STEPHEN MCKINLEY HENDERSON: I started out doing talent shows in grade school and pantomiming songs, at first alone and then with a group of guys. We would work out routines to things like “Mr. Custer” and “Monster Mash” and “Charlie Brown.” I turned into a lover of poetry in junior high school, and then I got to attend a great high school, Sumner High School in Kansas City, Kans.; it had an incredible faculty and a long tradition of doing plays. The first play I did in high school was because of a teacher, a beautiful woman who was a mentor of mine for years, Gloria Terrell. She asked me to play Karl Lindner in A Raisin in the Sun because I was one of the fair-skinned Blacks in the all-Black high school. I said, “I don’t want to play the white man in A Raisin in the Sun!” She said, “Well, you can get away with this because you’re cool. You got a name on the street; the guys know you, and the other light-skinned kids in the school would take a lot of ribbing and they wouldn’t survive this.” So I did that, and then I played Helen Keller’s brother in The Miracle Worker.
Once I was a junior, they integrated the high school, but not with white students; they integrated it with white teachers. Many of the teachers who came knew about the theatrical legacy. One wanted to do Death of a Salesman, and I had the most experience in plays of anybody in the school. He tagged me to do Willy Loman. I did that, and then The Most Happy Fella, an operetta; I don’t know how I got away with that, because the music department had great singers; they just needed somebody to play the main character.
Sumner High School was one of the greatest training grounds I had. From there I went to Lincoln University, an historically Black college, the one founded by the Black cavalry in Missouri.
What was it that you gained from your family that helped you achieve professional success?
Poetry was the thing, but I used to tell my brother, who was deaf, about the parts of movies he couldn’t understand. My brother could follow the story and read the lips of the actors, but he must have seen a patchwork of the movie, so after we came back from a movie, he would ask me what was happening off-camera; I would act it out for him.

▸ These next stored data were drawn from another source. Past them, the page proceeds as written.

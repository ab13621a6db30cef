use std::io::Write;

use adclick::traits::PredictProbability;
use adclick::Example;
use log::debug;

use crate::error::{DriverError, Result};

const PROGRESS_EVERY: usize = 1_000_000;

/// Predict every record of `examples` and write an `id,click` CSV to `writer`
///
/// Returns the number of predictions written. Labels of the records are ignored.
pub fn write_submission<L, I, W>(learner: &L, examples: I, writer: W) -> Result<usize>
where
    L: PredictProbability<[usize], f64>,
    DriverError: From<L::Error>,
    I: IntoIterator<Item = adclick_datasets::Result<Example>>,
    W: Write,
{
    let mut wtr = csv::Writer::from_writer(writer);
    wtr.write_record(&["id", "click"])?;

    let mut written = 0;
    for example in examples {
        let example = example?;
        let p = learner.predict_probability(&example.indices[..])?;
        wtr.write_record(&[example.id.as_str(), p.to_string().as_str()])?;

        written += 1;
        if written % PROGRESS_EVERY == 0 {
            debug!("wrote {} predictions", written);
        }
    }
    wtr.flush()?;
    debug!("wrote {} predictions in total", written);
    Ok(written)
}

I didn’t grow up with my parents. My mother was quite young when my brother was born, and he was deaf. By the time I was born, she needed help. She gave me away to this family and then my mother had two girls. I grew up with this older couple, Mr. Benny and Ms. Irene Walton, who were a godsend to me. Ms. Irene’s father was in Black vaudeville, and Ms. Irene knew all these vaudeville routines. She would teach me those routines when I stayed home from school. She would regale me and my friends with stories of the Chitlin’ Circuit. Those stories really excited me about that kind of life, even some of the scary stories about how the performers got out of town just in time when traveling through the South.

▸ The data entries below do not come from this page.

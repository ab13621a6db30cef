use std::fs::File;
use std::io::{BufReader, Read};
use std::path::Path;

use adclick::Example;
use csv::{ReaderBuilder, StringRecord};
use flate2::read::GzDecoder;

use crate::error::{DatasetError, Result};
use crate::hashing::FeatureHasher;

/// Layout of a click log
///
/// The defaults describe the Avazu click logs: an `id` column, a `click` label that is missing in
/// the test split and an `hour` column in `YYMMDDHH` format.
#[derive(Clone, Debug, PartialEq)]
pub struct CsvOptions {
    /// Column holding the external record id, required
    pub id_column: String,
    /// Column holding the `0`/`1` label, records are unlabelled when the column is absent
    pub label_column: String,
    /// Column in `YYMMDDHH` format that is reduced to its hour of day before hashing
    pub hour_column: Option<String>,
    pub delimiter: u8,
}

impl Default for CsvOptions {
    fn default() -> Self {
        CsvOptions {
            id_column: "id".to_string(),
            label_column: "click".to_string(),
            hour_column: Some("hour".to_string()),
            delimiter: b',',
        }
    }
}

/// Lazy, one-pass stream of hashed click records
///
/// Every remaining column is treated as a categorical field and hashed together with its name.
pub struct ClickRecords<R: Read> {
    reader: csv::Reader<R>,
    hasher: FeatureHasher,
    id_column: String,
    id_pos: usize,
    label_pos: Option<usize>,
    hour_pos: Option<usize>,
    fields: Vec<(usize, String)>,
    record: StringRecord,
    ordinal: usize,
}

impl<R: Read> ClickRecords<R> {
    /// Read click records from CSV bytes with a header row
    pub fn from_reader(rdr: R, hasher: FeatureHasher, options: &CsvOptions) -> Result<Self> {
        let mut reader = ReaderBuilder::new()
            .has_headers(true)
            .delimiter(options.delimiter)
            .from_reader(rdr);
        let headers = reader.headers()?.clone();
        let position = |name: &str| headers.iter().position(|h| h == name);

        let id_pos = position(options.id_column.as_str())
            .ok_or_else(|| DatasetError::MissingColumn(options.id_column.clone()))?;
        let label_pos = position(options.label_column.as_str());
        let hour_pos = options.hour_column.as_deref().and_then(position);

        let fields = headers
            .iter()
            .enumerate()
            .filter(|(pos, _)| *pos != id_pos && Some(*pos) != label_pos)
            .map(|(pos, name)| (pos, name.to_string()))
            .collect();

        Ok(ClickRecords {
            reader,
            hasher,
            id_column: options.id_column.clone(),
            id_pos,
            label_pos,
            hour_pos,
            fields,
            record: StringRecord::new(),
            ordinal: 0,
        })
    }

    /// Whether the records carry labels
    pub fn is_labelled(&self) -> bool {
        self.label_pos.is_some()
    }

    /// Names of the hashed fields in column order
    pub fn field_names(&self) -> Vec<&str> {
        self.fields.iter().map(|(_, name)| name.as_str()).collect()
    }

    fn parse_label(&self) -> Result<Option<bool>> {
        let pos = match self.label_pos {
            Some(pos) => pos,
            None => return Ok(None),
        };
        match self.record.get(pos).unwrap_or("") {
            "1" | "1.0" => Ok(Some(true)),
            "0" | "0.0" => Ok(Some(false)),
            other => Err(DatasetError::InvalidLabel {
                ordinal: self.ordinal,
                value: other.to_string(),
            }),
        }
    }

    fn build_example(&self) -> Result<Example> {
        let id = self
            .record
            .get(self.id_pos)
            .ok_or_else(|| DatasetError::MissingColumn(self.id_column.clone()))?;
        let label = self.parse_label()?;

        let record = &self.record;
        let hour_pos = self.hour_pos;
        let indices = self.hasher.hash_fields(self.fields.iter().map(|(pos, name)| {
            let value = record.get(*pos).unwrap_or("");
            let value = if Some(*pos) == hour_pos {
                hour_of_day(value)
            } else {
                value
            };
            (name.as_str(), value)
        }));

        Ok(Example::new(self.ordinal, id, indices, label))
    }
}

impl<R: Read> Iterator for ClickRecords<R> {
    type Item = Result<Example>;

    fn next(&mut self) -> Option<Self::Item> {
        let mut record = std::mem::take(&mut self.record);
        match self.reader.read_record(&mut record) {
            Ok(true) => {
                self.record = record;
                let example = self.build_example();
                self.ordinal += 1;
                Some(example)
            }
            Ok(false) => None,
            Err(err) => {
                self.ordinal += 1;
                Some(Err(err.into()))
            }
        }
    }
}

/// `YYMMDDHH` to `HH`, shorter values become empty
fn hour_of_day(value: &str) -> &str {
    value.get(6..).unwrap_or("")
}

/// Open a click log, files ending in `.gz` are decompressed on the fly
pub fn open<P: AsRef<Path>>(
    path: P,
    hasher: FeatureHasher,
    options: &CsvOptions,
) -> Result<ClickRecords<Box<dyn Read + Send>>> {
    let path = path.as_ref();
    let file = BufReader::new(File::open(path)?);
    let gzipped = path.extension().map_or(false, |ext| ext == "gz");
    log::debug!("opening {} (gzip: {})", path.display(), gzipped);

    let rdr: Box<dyn Read + Send> = if gzipped {
        Box::new(GzDecoder::new(file))
    } else {
        Box::new(file)
    };
    let records = ClickRecords::from_reader(rdr, hasher, options)?;
    log::debug!(
        "{}: labelled: {}, hashed fields: {:?}",
        path.display(),
        records.is_labelled(),
        records.field_names()
    );
    Ok(records)
}

/// Read click records from gzipped CSV bytes
pub fn records_from_gz_csv<R: Read>(
    gz: R,
    hasher: FeatureHasher,
    options: &CsvOptions,
) -> Result<ClickRecords<GzDecoder<R>>> {
    // unzip file
    ClickRecords::from_reader(GzDecoder::new(gz), hasher, options)
}

#[cfg(test)]
mod tests {
    use super::*;
    use flate2::write::GzEncoder;
    use flate2::Compression;
    use std::io::Write;

    const TRAIN: &str = "\
id,click,hour,C1,banner_pos,site_id
1000009418151094273,0,14102100,1005,0,1fbe01fe
10000169349117863715,1,14102113,1005,1,1fbe01fe
10000371904215119486,0,14102100,1002,0,85f751fd
";

    const TEST: &str = "\
id,hour,C1,banner_pos,site_id
10000174058809263569,14103100,1005,0,235ba823
";

    fn hasher() -> FeatureHasher {
        FeatureHasher::with_bits(20).unwrap()
    }

    #[test]
    fn reads_labelled_records() {
        let records = ClickRecords::from_reader(TRAIN.as_bytes(), hasher(), &CsvOptions::default())
            .unwrap();
        assert!(records.is_labelled());
        assert_eq!(records.field_names(), vec!["hour", "C1", "banner_pos", "site_id"]);

        let examples: Vec<_> = records.collect::<Result<_>>().unwrap();
        assert_eq!(examples.len(), 3);
        assert_eq!(examples[1].ordinal, 1);
        assert_eq!(examples[1].id, "10000169349117863715");
        assert_eq!(examples[0].label, Some(false));
        assert_eq!(examples[1].label, Some(true));

        let h = hasher();
        assert_eq!(
            examples[1].indices,
            vec![
                0,
                h.index("C1", "1005"),
                h.index("banner_pos", "1"),
                h.index("hour", "13"),
                h.index("site_id", "1fbe01fe"),
            ]
        );
    }

    #[test]
    fn hour_is_reduced_to_hour_of_day() {
        assert_eq!(hour_of_day("14102113"), "13");
        assert_eq!(hour_of_day("1410"), "");

        let examples: Vec<_> =
            ClickRecords::from_reader(TRAIN.as_bytes(), hasher(), &CsvOptions::default())
                .unwrap()
                .collect::<Result<_>>()
                .unwrap();
        // different days, same hour
        let test: Vec<_> =
            ClickRecords::from_reader(TEST.as_bytes(), hasher(), &CsvOptions::default())
                .unwrap()
                .collect::<Result<_>>()
                .unwrap();
        assert!(examples[0].indices.contains(&hasher().index("hour", "00")));
        assert!(test[0].indices.contains(&hasher().index("hour", "00")));
    }

    #[test]
    fn reads_unlabelled_records() {
        let mut records =
            ClickRecords::from_reader(TEST.as_bytes(), hasher(), &CsvOptions::default()).unwrap();
        assert!(!records.is_labelled());
        let example = records.next().unwrap().unwrap();
        assert_eq!(example.label, None);
        assert_eq!(example.indices.len(), 5);
        assert!(records.next().is_none());
    }

    #[test]
    fn missing_id_column() {
        let data = "click,C1\n1,1005\n";
        let result = ClickRecords::from_reader(data.as_bytes(), hasher(), &CsvOptions::default());
        assert!(matches!(result, Err(DatasetError::MissingColumn(ref c)) if c == "id"));
    }

    #[test]
    fn invalid_label() {
        let data = "id,click,C1\na,1,1005\nb,yes,1005\nc,0,1005\n";
        let mut records =
            ClickRecords::from_reader(data.as_bytes(), hasher(), &CsvOptions::default()).unwrap();
        assert!(records.next().unwrap().is_ok());
        match records.next().unwrap() {
            Err(DatasetError::InvalidLabel { ordinal, value }) => {
                assert_eq!(ordinal, 1);
                assert_eq!(value, "yes");
            }
            other => panic!("unexpected {:?}", other),
        }
        // the stream continues after a bad record
        let last = records.next().unwrap().unwrap();
        assert_eq!(last.ordinal, 2);
        assert_eq!(last.label, Some(false));
    }

    #[test]
    fn ragged_rows_are_errors() {
        let data = "id,click,C1\na,1,1005\nb,0\n";
        let mut records =
            ClickRecords::from_reader(data.as_bytes(), hasher(), &CsvOptions::default()).unwrap();
        assert!(records.next().unwrap().is_ok());
        assert!(matches!(records.next(), Some(Err(DatasetError::Csv(_)))));
    }

    #[test]
    fn custom_layout() {
        let data = "uid;y;f\nu1;1;a\n";
        let options = CsvOptions {
            id_column: "uid".to_string(),
            label_column: "y".to_string(),
            hour_column: None,
            delimiter: b';',
        };
        let example = ClickRecords::from_reader(data.as_bytes(), hasher(), &options)
            .unwrap()
            .next()
            .unwrap()
            .unwrap();
        assert_eq!(example.id, "u1");
        assert_eq!(example.label, Some(true));
        assert_eq!(example.indices, vec![0, hasher().index("f", "a")]);
    }

    #[test]
    fn gzipped_bytes() {
        let mut encoder = GzEncoder::new(Vec::new(), Compression::default());
        encoder.write_all(TRAIN.as_bytes()).unwrap();
        let gz = encoder.finish().unwrap();

        let plain: Vec<_> =
            ClickRecords::from_reader(TRAIN.as_bytes(), hasher(), &CsvOptions::default())
                .unwrap()
                .collect::<Result<_>>()
                .unwrap();
        let unzipped: Vec<_> = records_from_gz_csv(&gz[..], hasher(), &CsvOptions::default())
            .unwrap()
            .collect::<Result<_>>()
            .unwrap();
        assert_eq!(plain, unzipped);
    }

    #[test]
    fn open_detects_gzip_by_extension() {
        let dir = tempfile::tempdir().unwrap();
        let plain_path = dir.path().join("train.csv");
        std::fs::write(&plain_path, TRAIN).unwrap();

        let gz_path = dir.path().join("train.csv.gz");
        let mut encoder = GzEncoder::new(File::create(&gz_path).unwrap(), Compression::fast());
        encoder.write_all(TRAIN.as_bytes()).unwrap();
        encoder.finish().unwrap();

        let plain: Vec<_> = open(&plain_path, hasher(), &CsvOptions::default())
            .unwrap()
            .collect::<Result<_>>()
            .unwrap();
        let unzipped: Vec<_> = open(&gz_path, hasher(), &CsvOptions::default())
            .unwrap()
            .collect::<Result<_>>()
            .unwrap();
        assert_eq!(plain.len(), 3);
        assert_eq!(plain, unzipped);

        assert!(matches!(
            open(dir.path().join("missing.csv"), hasher(), &CsvOptions::default()),
            Err(DatasetError::Io(_))
        ));
    }
}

You were educated at various places: Lincoln University, Juilliard, North Carolina School of the Arts, and Purdue. You also studied at Rose Bruford College in London and at William Esper Studio in New York City. Could you outline the chronology of your training to become an actor, and ultimately a director?
I went to Juilliard first and I got disillusioned. New York City sort of took me by storm after Kansas City. After a couple of years at Juilliard, I left and went to North Carolina School of the Arts. I was president of the student government and did some projects there. Later, I came back to give the commencement address at Juilliard and at North Carolina School of the Arts.
The summer program at the School of the Arts led to Rose Bruford, the summer studying in England. I then went to Purdue University graduate school. I was the director of the Black Theatre Workshop at the Black Culture Center and directed some shows there.
Then I joined the Rep Theatre in St. Louis, at that time the Loretto Hilton Repertory Theater, founded by the Sisters of Loretto, with money from Conrad Hilton. It is now known as the Repertory Theatre of St. Louis. That’s where I met Ron Himes, who runs the St. Louis Black Repertory Theatre.
What about William Esper?
My dear friend Harold Scott, who was a director, had headed the directing program at Rutgers for a while. He told me about Bill Esper, because Bill headed the Mason Gross School when I came to Rutgers to play Doaker in a production of The Piano Lesson. Bill asked me if I would like to study the Meisner approach and I said yes. It was an intense summer, but it was a wonderful experience. By that time, I was also teaching in Buffalo. It reenergized my teaching, because I was getting a little weary of the academic environment.
Then the next time I had that same little weariness of academe, I got to work with Lloyd Richards, because of Israel Hicks, who introduced me. Working with Lloyd was the last study I did, in my 50s, while working with August on Jitney.
You just mentioned the playwright you’re probably most associated with. How did you first come to work with August Wilson?
I had been working at the Totem Pole Playhouse in Pennsylvania, which Jean Stapleton and her husband, Bill Putch, ran. When I was driving back through Pittsburgh after doing The Boys Next Door in Pennsylvania, I met August through a serendipitous event. I got to talk with him about his plays; I was about to play Bynum in Joe Turner’s Come and Gone in Buffalo. After playing Bynum in Buffalo, and then Bono in Fences in Denver, I had a chance to get an audition for Jitney.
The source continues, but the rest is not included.